**PROBLEM TO WORK ON**
In the data below, find each line carrying the string "types" and copy it out.

Stored data entries:
----------------
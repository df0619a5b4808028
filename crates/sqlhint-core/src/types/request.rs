//! Request-side types: dialects, options and schema metadata.

use std::fmt;
use std::str::FromStr;

use schemars::JsonSchema;
use serde::{Deserialize, Serialize};

use super::Position;

/// Query language variant served by the completion engine.
///
/// The serialized form is the editor language id the provider is registered
/// under (`pgsql`, `mysql`, `cql`).
#[derive(
    Debug, Clone, Copy, PartialEq, Eq, Hash, Serialize, Deserialize, JsonSchema, Default,
)]
#[serde(rename_all = "lowercase")]
pub enum Dialect {
    /// PostgreSQL.
    #[default]
    Pgsql,
    /// MySQL / MariaDB.
    Mysql,
    /// Cassandra Query Language.
    Cql,
}

impl Dialect {
    pub const ALL: [Dialect; 3] = [Dialect::Pgsql, Dialect::Mysql, Dialect::Cql];

    /// The editor language id for this dialect.
    pub fn language_id(&self) -> &'static str {
        match self {
            Self::Pgsql => "pgsql",
            Self::Mysql => "mysql",
            Self::Cql => "cql",
        }
    }

    /// Maps a connection's product name (as reported by the connections
    /// service) to a dialect. Matching is case-insensitive.
    pub fn from_product_name(product: &str) -> Option<Self> {
        match product.trim().to_ascii_lowercase().as_str() {
            "postgresql" | "postgres" => Some(Self::Pgsql),
            "mysql" | "mariadb" => Some(Self::Mysql),
            "cassandra" | "scylla" | "scylladb" => Some(Self::Cql),
            _ => None,
        }
    }

    /// CQL has no JOIN clause, so join correlation never applies there.
    pub fn supports_join(&self) -> bool {
        !matches!(self, Self::Cql)
    }

    /// Tokenizer dialect used to locate statement boundaries.
    pub fn to_sqlparser_dialect(&self) -> Box<dyn sqlparser::dialect::Dialect> {
        use sqlparser::dialect::{GenericDialect, MySqlDialect, PostgreSqlDialect};
        match self {
            Self::Pgsql => Box::new(PostgreSqlDialect {}),
            Self::Mysql => Box::new(MySqlDialect {}),
            Self::Cql => Box::new(GenericDialect {}),
        }
    }
}

impl fmt::Display for Dialect {
    fn fmt(&self, f: &mut fmt::Formatter<'_>) -> fmt::Result {
        f.write_str(self.language_id())
    }
}

impl FromStr for Dialect {
    type Err = String;

    fn from_str(value: &str) -> Result<Self, Self::Err> {
        match value.trim().to_ascii_lowercase().as_str() {
            "pgsql" => Ok(Self::Pgsql),
            "mysql" => Ok(Self::Mysql),
            "cql" => Ok(Self::Cql),
            other => {
                Self::from_product_name(other).ok_or_else(|| format!("Unknown dialect: {value}"))
            }
        }
    }
}

/// Which prefix of the buffer is treated as the query being completed.
#[derive(Debug, Clone, Copy, PartialEq, Eq, Serialize, Deserialize, JsonSchema, Default)]
#[serde(rename_all = "lowercase")]
pub enum ScopeMode {
    /// From the last `;` before the cursor.
    #[default]
    Statement,
    /// From the start of the buffer.
    Document,
    /// From the start of the cursor line.
    Line,
}

/// Tunables for a completion request or provider.
#[derive(Debug, Clone, Copy, PartialEq, Eq, Serialize, Deserialize, JsonSchema, Default)]
#[serde(rename_all = "camelCase")]
pub struct CompletionOptions {
    #[serde(default)]
    pub scope: ScopeMode,
}

/// Schema metadata for one schema (or keyspace) of a connection, in the
/// shape the connections service returns it.
#[derive(Debug, Clone, Serialize, Deserialize, JsonSchema, Default)]
#[serde(rename_all = "camelCase")]
pub struct SchemaMetadata {
    /// Schema or keyspace the tables belong to.
    #[serde(default, skip_serializing_if = "Option::is_none")]
    pub schema: Option<String>,
    #[serde(default)]
    pub tables: Vec<SchemaTable>,
}

impl SchemaMetadata {
    pub fn from_json(json: &str) -> Result<Self, serde_json::Error> {
        serde_json::from_str(json)
    }
}

#[derive(Debug, Clone, Serialize, Deserialize, JsonSchema)]
#[serde(rename_all = "camelCase")]
pub struct SchemaTable {
    pub name: String,
    /// Overrides [`SchemaMetadata::schema`] for this table.
    #[serde(default, skip_serializing_if = "Option::is_none")]
    pub schema: Option<String>,
    #[serde(default)]
    pub columns: Vec<ColumnSchema>,
}

#[derive(Debug, Clone, Serialize, Deserialize, JsonSchema)]
#[serde(rename_all = "camelCase")]
pub struct ColumnSchema {
    pub name: String,
    #[serde(default)]
    pub data_type: String,
    #[serde(default, skip_serializing_if = "Option::is_none")]
    pub is_primary_key: Option<bool>,
    // The connections service historically spelled this `isForegnKey`.
    #[serde(default, alias = "isForegnKey", skip_serializing_if = "Option::is_none")]
    pub is_foreign_key: Option<bool>,
}

/// A table known to the connection, as fed to [`crate::SchemaIndex::build`].
#[derive(Debug, Clone, PartialEq, Eq, Serialize, Deserialize, JsonSchema)]
#[serde(rename_all = "camelCase")]
pub struct TableSource {
    pub name: String,
    #[serde(default, skip_serializing_if = "Option::is_none")]
    pub schema: Option<String>,
}

impl TableSource {
    pub fn new(name: impl Into<String>, schema: Option<&str>) -> Self {
        Self {
            name: name.into(),
            schema: schema.map(str::to_string),
        }
    }
}

/// A column of a known table, as fed to [`crate::SchemaIndex::build`].
#[derive(Debug, Clone, PartialEq, Eq, Serialize, Deserialize, JsonSchema)]
#[serde(rename_all = "camelCase")]
pub struct ColumnSource {
    pub name: String,
    pub table: String,
    #[serde(default)]
    pub data_type: String,
}

impl ColumnSource {
    pub fn new(
        name: impl Into<String>,
        table: impl Into<String>,
        data_type: impl Into<String>,
    ) -> Self {
        Self {
            name: name.into(),
            table: table.into(),
            data_type: data_type.into(),
        }
    }
}

/// A stateless completion request.
#[derive(Debug, Clone, Serialize, Deserialize, JsonSchema)]
#[serde(rename_all = "camelCase")]
pub struct CompletionRequest {
    /// Full editor buffer.
    pub sql: String,
    #[serde(default)]
    pub dialect: Dialect,
    /// Cursor position (1-based line and character column).
    pub position: Position,
    #[serde(default, skip_serializing_if = "Option::is_none")]
    pub schema: Option<SchemaMetadata>,
    #[serde(default)]
    pub options: CompletionOptions,
}

#[cfg(test)]
mod tests {
    use super::*;

    #[test]
    fn test_dialect_language_ids_round_trip() {
        for dialect in Dialect::ALL {
            assert_eq!(dialect.language_id().parse::<Dialect>(), Ok(dialect));
        }
    }

    #[test]
    fn test_dialect_from_product_name() {
        assert_eq!(Dialect::from_product_name("PostgreSQL"), Some(Dialect::Pgsql));
        assert_eq!(Dialect::from_product_name("mysql"), Some(Dialect::Mysql));
        assert_eq!(Dialect::from_product_name("Cassandra"), Some(Dialect::Cql));
        assert_eq!(Dialect::from_product_name("kafka"), None);
    }

    #[test]
    fn test_dialect_parse_accepts_product_names() {
        assert_eq!("cassandra".parse::<Dialect>(), Ok(Dialect::Cql));
        assert!("oracle".parse::<Dialect>().is_err());
    }

    #[test]
    fn test_only_cql_lacks_join() {
        assert!(Dialect::Pgsql.supports_join());
        assert!(Dialect::Mysql.supports_join());
        assert!(!Dialect::Cql.supports_join());
    }

    #[test]
    fn test_schema_metadata_accepts_legacy_foreign_key_spelling() {
        let json = r#"{
            "schema": "public",
            "tables": [
                {
                    "name": "orders",
                    "columns": [
                        { "name": "user_id", "dataType": "int4", "isForegnKey": true }
                    ]
                }
            ]
        }"#;
        let metadata = SchemaMetadata::from_json(json).unwrap();
        assert_eq!(metadata.schema.as_deref(), Some("public"));
        assert_eq!(metadata.tables[0].columns[0].is_foreign_key, Some(true));
    }

    #[test]
    fn test_request_defaults() {
        let json = r#"{"sql": "select ", "position": {"lineNumber": 1, "column": 8}}"#;
        let request: CompletionRequest = serde_json::from_str(json).unwrap();
        assert_eq!(request.dialect, Dialect::Pgsql);
        assert_eq!(request.options.scope, ScopeMode::Statement);
        assert!(request.schema.is_none());
    }
}
//! CLI argument parsing using clap.

use clap::{Parser, ValueEnum};
use std::path::PathBuf;

/// SQLHint - SQL/CQL completion engine
#[derive(Parser, Debug)]
#[command(name = "sqlhint")]
#[command(about = "Suggest completions for partially typed SQL or CQL", long_about = None)]
#[command(version)]
pub struct Args {
    /// SQL file to complete (reads from stdin if not provided)
    #[arg(value_name = "FILE")]
    pub file: Option<PathBuf>,

    /// Query dialect
    #[arg(short, long, default_value = "pgsql", value_enum)]
    pub dialect: DialectArg,

    /// Schema metadata JSON file (tables and their columns)
    #[arg(short, long, value_name = "FILE")]
    pub schema: Option<PathBuf>,

    /// Cursor line (1-based)
    #[arg(short, long, requires = "column", conflicts_with = "marker")]
    pub line: Option<u32>,

    /// Cursor column in characters (1-based)
    #[arg(long, requires = "line", conflicts_with = "marker")]
    pub column: Option<u32>,

    /// Cursor marker character, removed from the input before completing.
    /// A doubled marker (such as the `||` operator) is not treated as the cursor
    #[arg(short, long, default_value_t = '|')]
    pub marker: char,

    /// Which part of the buffer counts as the query being completed
    #[arg(long, default_value = "statement", value_enum)]
    pub scope: ScopeArg,

    /// Output format
    #[arg(short, long, default_value = "table", value_enum)]
    pub format: OutputFormat,

    /// Output file (defaults to stdout)
    #[arg(short, long, value_name = "FILE")]
    pub output: Option<PathBuf>,

    /// Print the dialect's keyword catalog instead of completing
    #[arg(long, conflicts_with = "language_definition")]
    pub catalog: bool,

    /// Print the editor language definition as JSON instead of completing
    #[arg(long)]
    pub language_definition: bool,

    /// Suppress the header and summary in table output
    #[arg(short, long)]
    pub quiet: bool,

    /// Compact JSON output (no pretty-printing)
    #[arg(short, long)]
    pub compact: bool,
}

/// Query dialect options
#[derive(Debug, Clone, Copy, PartialEq, Eq, ValueEnum)]
pub enum DialectArg {
    /// PostgreSQL
    Pgsql,
    /// MySQL / MariaDB
    Mysql,
    /// Cassandra Query Language
    Cql,
}

impl From<DialectArg> for sqlhint_core::Dialect {
    fn from(d: DialectArg) -> Self {
        match d {
            DialectArg::Pgsql => sqlhint_core::Dialect::Pgsql,
            DialectArg::Mysql => sqlhint_core::Dialect::Mysql,
            DialectArg::Cql => sqlhint_core::Dialect::Cql,
        }
    }
}

/// Query scope options
#[derive(Debug, Clone, Copy, PartialEq, Eq, ValueEnum)]
pub enum ScopeArg {
    /// From the last `;` before the cursor
    Statement,
    /// The whole buffer up to the cursor
    Document,
    /// The cursor line only
    Line,
}

impl From<ScopeArg> for sqlhint_core::ScopeMode {
    fn from(s: ScopeArg) -> Self {
        match s {
            ScopeArg::Statement => sqlhint_core::ScopeMode::Statement,
            ScopeArg::Document => sqlhint_core::ScopeMode::Document,
            ScopeArg::Line => sqlhint_core::ScopeMode::Line,
        }
    }
}

/// Output format options
#[derive(Debug, Clone, Copy, PartialEq, Eq, ValueEnum)]
pub enum OutputFormat {
    /// Human-readable table format
    Table,
    /// JSON output
    Json,
}

#[cfg(test)]
mod tests {
    use super::*;

    #[test]
    fn test_dialect_conversion() {
        let dialect: sqlhint_core::Dialect = DialectArg::Cql.into();
        assert_eq!(dialect, sqlhint_core::Dialect::Cql);
    }

    #[test]
    fn test_scope_conversion() {
        let scope: sqlhint_core::ScopeMode = ScopeArg::Line.into();
        assert_eq!(scope, sqlhint_core::ScopeMode::Line);
    }

    #[test]
    fn test_parse_minimal_args() {
        let args = Args::parse_from(["sqlhint", "query.sql"]);
        assert!(args.file.is_some());
        assert_eq!(args.dialect, DialectArg::Pgsql);
        assert_eq!(args.format, OutputFormat::Table);
        assert_eq!(args.scope, ScopeArg::Statement);
        assert_eq!(args.marker, '|');
        assert!(args.line.is_none());
    }

    #[test]
    fn test_parse_full_args() {
        let args = Args::parse_from([
            "sqlhint",
            "-d",
            "mysql",
            "-f",
            "json",
            "-s",
            "schema.json",
            "-o",
            "out.json",
            "--line",
            "3",
            "--column",
            "7",
            "--scope",
            "document",
            "--quiet",
            "--compact",
            "query.sql",
        ]);
        assert_eq!(args.dialect, DialectArg::Mysql);
        assert_eq!(args.format, OutputFormat::Json);
        assert_eq!(args.schema.unwrap().to_str().unwrap(), "schema.json");
        assert_eq!(args.output.unwrap().to_str().unwrap(), "out.json");
        assert_eq!(args.line, Some(3));
        assert_eq!(args.column, Some(7));
        assert_eq!(args.scope, ScopeArg::Document);
        assert!(args.quiet);
        assert!(args.compact);
    }

    #[test]
    fn test_line_requires_column() {
        let result = Args::try_parse_from(["sqlhint", "--line", "2", "query.sql"]);
        assert!(result.is_err());
    }

    #[test]
    fn test_position_conflicts_with_marker() {
        let result = Args::try_parse_from([
            "sqlhint", "--line", "1", "--column", "1", "--marker", "#",
        ]);
        assert!(result.is_err());
    }

    #[test]
    fn test_catalog_conflicts_with_language_definition() {
        let result = Args::try_parse_from(["sqlhint", "--catalog", "--language-definition"]);
        assert!(result.is_err());
    }
}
----------------
**PROBLEM SOLUTION**
filename crates/sqlhint-core/src/types/request.rs
//! Request-side types: dialects, options and schema metadata.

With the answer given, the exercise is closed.